There is a whole race of people who do nothing but keep an eye on things. Some of them, like avalanche rangers and DEW-line sentries, are probably necessary. Others, like cops, are a calculated risk. And then we have the watchbirds of public morals, who are simply born, like Venus on the half shell, though not so gracefully. Of these last, we have an example in a librarian of the Downey Unified School District outside Los Angeles.

This sharp-eyed cat, while browsing through the writings of Edgar Rice Burroughs, concluded, with some horror, that Tarzan and Jane had been living in the great outdoors √† deux—√† trois, if you count Boy—all these years without benefit of clergy. And, lest some lusty 8-year-old latch onto the pair of pigtails at the next desk and attempt to do likewise, the librarian began removing Tarzan from the bookshelves.

Well, there are lots of things that are missing in the jungle, like marriage licenses and rabbit tests and even desk clerks, although some of the better trees may well be patrolled by gorillas with derby hats and cigars. Anyway, we think the librarian ought to put the books back, if not on constitutional grounds, then at least so as to avoid being linked with three of the more famous moral ferrets of the past 15 years: 1) the keen historian who tried to ban Yankee from Olympus and Charles Beard's The Republic on the grounds that they would exert undue influence on voters during an upcoming election, 2) the Alabama state senator who put the kibosh on that book about the white rabbit that married the black rabbit and, finally, 3) the theologian who 11 years ago announced that the doctrine of the Assumption was ridiculous, because the Virgin Mary would have run out of oxygen at 18,000 feet.

OTHER SIDE OF THE COIN

There were, in the past year, some memorable moments in sport that might better have been forgotten. Ignoble, uninspiring, never uplifting, they nonetheless lent a pleasantly jarring note of spice to the sport year:

Notre Dame kicked a field goal after the game was over to beat Syracuse.

An Archie Moore fight in Montreal was called off for the unhappy but refreshing reason that nobody seemed likely to show up to watch it.

Stu Miller got blown oft" the pitcher's mound in Candlestick Park in San Francisco during the first All-Star Game.

In his big-league debut Rookie Pitcher Sam McDowell of Cleveland broke two ribs making a pitch.

Discus Thrower Jay Silvester smashed the world record by 13 feet and became the first man ever to throw the discus more than 200 feet, only to have the record disallowed because the field tilted downhill.

Manager Paul Richards of the Baltimore Orioles tripped over the top step of the dugout during a game and fell flat on his face.

On the Pali in Oahu, Hawaii, small-car warnings were posted along the road when the winds coming in off the Pacific got too gusty.

A $30,000 oceangoing yacht sank in four feet of water 50 yards from shore during the Mazatlàn race.

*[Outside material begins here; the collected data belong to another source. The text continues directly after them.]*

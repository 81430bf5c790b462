//! The `utiles`/`ut` CLI: a thin dispatcher over `utiles_core`,
//! `utiles_geometry`, and `utiles_container`. Stdin parsing lives in
//! `stdin_stream`; one module per sub-command lives under `tools`.

pub mod stdin_stream;
pub mod tools;

use clap::{Parser, Subcommand};
use clap_verbosity_flag::{ErrorLevel, Verbosity};

#[derive(Parser, Debug)]
#[command(
	author,
	version,
	about = "A toolbox for tile algebra, tile cover, and MBTiles-family storage.",
	long_about = None,
	propagate_version = true,
	disable_help_subcommand = true
)]
pub struct Cli {
	#[command(subcommand)]
	pub command: Commands,

	#[command(flatten)]
	pub verbose: Verbosity<ErrorLevel>,
}

#[derive(Subcommand, Debug)]
pub enum Commands {
	/// Cover a bbox or GeoJSON with tiles at a zoom level
	Tiles(tools::tiles::Subcommand),
	/// The deepest tile containing a bbox or GeoJSON
	#[clap(name = "bounding-tile")]
	BoundingTile(tools::bounding_tile::Subcommand),
	/// The ancestor tile of each input tile
	Parent(tools::parent::Subcommand),
	/// The subtiles of each input tile
	Children(tools::children::Subcommand),
	/// The up-to-eight adjacent tiles of each input tile
	Neighbors(tools::neighbors::Subcommand),
	/// Convert between tile triples and quadkeys
	Quadkey(tools::quadkey::Subcommand),
	/// Render tiles as GeoJSON
	Shapes(tools::shapes::Subcommand),
	/// Cover GeoJSON with tiles at a single zoom
	Burn(tools::burn::Subcommand),
	/// The outer-boundary subset of a tile set
	Edges(tools::edges::Subcommand),
	/// Create an empty MBTiles file with a given schema
	Touch(tools::touch::Subcommand),
	/// Print a JSON summary of an MBTiles file
	Info(tools::info::Subcommand),
	/// Print an MBTiles file's metadata table
	Metadata(tools::metadata::Subcommand),
	/// Re-derive an MBTiles file's metadata from its tiles
	Update(tools::update::Subcommand),
	/// Copy/transcode tiles between an MBTiles file and a directory pyramid
	#[clap(alias = "copy")]
	Cp(tools::cp::Subcommand),
	/// A single content hash over an entire tile set
	#[clap(name = "agg-hash")]
	AggHash(tools::agg_hash::Subcommand),
	/// Recursively remove a directory pyramid
	Rimraf(tools::rimraf::Subcommand),
	/// List every sub-command this binary exposes
	Commands(tools::commands::Subcommand),
}

pub fn run(cli: &Cli) -> anyhow::Result<()> {
	match &cli.command {
		Commands::Tiles(args) => tools::tiles::run(args),
		Commands::BoundingTile(args) => tools::bounding_tile::run(args),
		Commands::Parent(args) => tools::parent::run(args),
		Commands::Children(args) => tools::children::run(args),
		Commands::Neighbors(args) => tools::neighbors::run(args),
		Commands::Quadkey(args) => tools::quadkey::run(args),
		Commands::Shapes(args) => tools::shapes::run(args),
		Commands::Burn(args) => tools::burn::run(args),
		Commands::Edges(args) => tools::edges::run(args),
		Commands::Touch(args) => tools::touch::run(args),
		Commands::Info(args) => tools::info::run(args),
		Commands::Metadata(args) => tools::metadata::run(args),
		Commands::Update(args) => tools::update::run(args),
		Commands::Cp(args) => tools::cp::run(args),
		Commands::AggHash(args) => tools::agg_hash::run(args),
		Commands::Rimraf(args) => tools::rimraf::run(args),
		Commands::Commands(args) => tools::commands::run(args),
	}
}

After the Houston Oilers beat the San Diego Chargers in the American Fool-ball League championship playoff, a disgruntled Charger player sat on a referee.

Plate Umpire Tom Gorman called for a look at the ball from Pitcher Frank Sullivan. Sullivan lobbed it in toward the plate, and Batter Richie Ashburn smacked it down the first-base line. "First pitch I've seen above the waist all year," explained Ashburn.

Prospects for 1962 continue bright. Parachutist Jacques Istel plans a combination skydiving-skiing race in which teams of three will parachute from a plane, land on top of a hill and ski down. Winner will be the first team of survivors to make it from plane to bottom of hill. Happy New Year.